The daily reported that the letter also would initiate an investigation by Chinese and American military officers, and clear the way toward returning of the 24 US spy plane crew, administration officials and senators briefed on the negotiations said.

It reportedly will bear the signature of Admiral Joseph Prueher, the American ambassador to Beijing, rather than that of US President George W. Bush.

Officials from both countries hope to settle on a wording that satisfy Chinese people and allow American officials to say they got the crew members and the plane out of China.

The letter also would establish annual meetings for Chinese and US officers to discuss ways to minimize tensions in the Pacific.

But it also contains a clause allowing emergency meetings of officers "for the purpose of consulting on specific matters of concern relating to the activities at sea of their respective maritime and air forces."
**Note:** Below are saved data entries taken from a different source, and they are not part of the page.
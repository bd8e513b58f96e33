//! Terminal UI for search results.
//!
//! - [`render`]: pure conversion of results into [`Card`]s
//! - [`state`]: the [`UiState`] machine
//! - [`presenter`]: draws states on the terminal
//! - [`interactive`]: the read-submit loop
//!
//! The helpers in this module (icons, spinner, wrapping) are shared by the
//! presenter and the binary.

pub mod interactive;
pub mod presenter;
pub mod render;
pub mod state;

pub use presenter::{OutputMode, Presenter};
pub use render::{format_authors, render_results, Card};
pub use state::{UiState, Visibility};

use owo_colors::OwoColorize;
use std::io::IsTerminal;
use std::time::Duration;
use unicode_width::UnicodeWidthStr;

/// Get the current terminal width.
pub fn terminal_width() -> usize {
    terminal_size::terminal_size()
        .map(|(w, _)| w.0 as usize)
        .unwrap_or(100)
}

/// Check if stdout is a terminal.
pub fn is_terminal() -> bool {
    std::io::stdout().is_terminal()
}

/// Icon for a source display name or id.
pub fn source_icon(source: &str) -> &'static str {
    match source.to_lowercase().as_str() {
        "arxiv" => "📝",
        "biorxiv" => "🧬",
        _ => "📄",
    }
}

/// Status types for colored output.
#[derive(Debug, Clone, Copy, PartialEq, Eq)]
pub enum Status {
    Success,
    Error,
    Warning,
    Search,
}

/// Status icons for different operations.
pub fn status_icon(status: Status) -> &'static str {
    match status {
        Status::Success => "✓",
        Status::Error => "✗",
        Status::Warning => "⚠",
        Status::Search => "🔍",
    }
}

/// Print a styled status line to stderr.
pub fn print_status(status: Status, msg: &str) {
    let icon = status_icon(status);
    match status {
        Status::Success => eprintln!("{} {}", icon.green().bold(), msg),
        Status::Error => eprintln!("{} {}", icon.red().bold(), msg.red()),
        Status::Warning => eprintln!("{} {}", icon.yellow().bold(), msg.yellow()),
        Status::Search => eprintln!("{} {}", icon.yellow(), msg),
    }
}

/// Print search results header.
pub fn print_search_header(query: &str, count: usize) {
    println!();
    println!(
        "{} Search results for: \"{}\"",
        status_icon(Status::Search).yellow().bold(),
        query.cyan().bold()
    );
    println!(
        "{} Found {} papers",
        "─".repeat(30).dimmed(),
        count.to_string().green().bold()
    );
    println!();
}

/// Print one result card.
pub fn print_card(card: &Card) {
    let width = terminal_width().saturating_sub(4).clamp(40, 100);

    println!(
        "{} {}",
        source_icon(&card.source),
        card.title.blue().bold()
    );
    println!(
        "   📅 {}   🗄  {}",
        card.published.yellow(),
        card.source.green()
    );
    for line in wrap_text(&card.summary, width) {
        println!("   {}", line.dimmed());
    }
    println!("   👥 {}", card.authors);
    println!("   🔗 Read paper: {}", card.link.underline());
    println!();
}

/// Wrap text into lines no wider than `width` display columns.
///
/// Words wider than `width` are kept whole on their own line.
pub fn wrap_text(text: &str, width: usize) -> Vec<String> {
    let mut lines = Vec::new();
    let mut current = String::new();
    let mut current_width = 0;

    for word in text.split_whitespace() {
        let word_width = word.width();
        if current_width > 0 && current_width + 1 + word_width > width {
            lines.push(std::mem::take(&mut current));
            current_width = 0;
        }
        if current_width > 0 {
            current.push(' ');
            current_width += 1;
        }
        current.push_str(word);
        current_width += word_width;
    }

    if !current.is_empty() || lines.is_empty() {
        lines.push(current);
    }
    lines
}

/// Loading spinner, drawn on stderr and hidden when stderr is not a terminal.
pub struct Spinner {
    pb: indicatif::ProgressBar,
}

impl Spinner {
    /// Create a new spinner with the given message.
    pub fn new(msg: &str) -> Self {
        let pb = indicatif::ProgressBar::new_spinner();
        if let Ok(style) = indicatif::ProgressStyle::with_template("{spinner:.cyan} {msg}") {
            pb.set_style(style.tick_chars("⠁⠂⠄⡀⢀⠠⠐⠈ "));
        }
        pb.set_message(msg.to_string());
        pb.enable_steady_tick(Duration::from_millis(100));

        Self { pb }
    }

    /// Set the message.
    pub fn set_message(&self, msg: &str) {
        self.pb.set_message(msg.to_string());
    }

    /// Remove the spinner from the screen.
    pub fn clear(&self) {
        self.pb.finish_and_clear();
    }
}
"The commission is an empty shell, but we can put a motor in it and drive it to the shore," a senior administration official told the Times. "But the hard part of the letter is negotiating the language, and that's still under way."

A senior US senator Friday said the letter would reflect a joint position and should bring the crisis to a close.

"We're moving toward a letter that will contain exchanges of views, first at the level of the ambassador and the foreign minister, but that letter is being reviewed both by our president and the president of China, so it will reflect a common understanding," said Republican Senator John Warner.

Warner, chairman of the Senate Armed Services committee, made clear that the proposal would not include the US apology for the incident China demands.

On the issue of the joint commission, Warner said after a briefing by State Department and Defense Department officials that the two sides also hoped to set up a meeting of experts to probe the collision.

"There will be established some type of meeting framework (in conjunction) with the letter, and that framework will enable the experts, those who are most knowledgeable about aircraft and other matters, to sit down and assess the facts," he said.

US officials hoped Saturday to hold a third meeting with the crew of a spy plane kept for nearly a week in China as diplomats worked around the clock to find a face-saving exit from the crisis.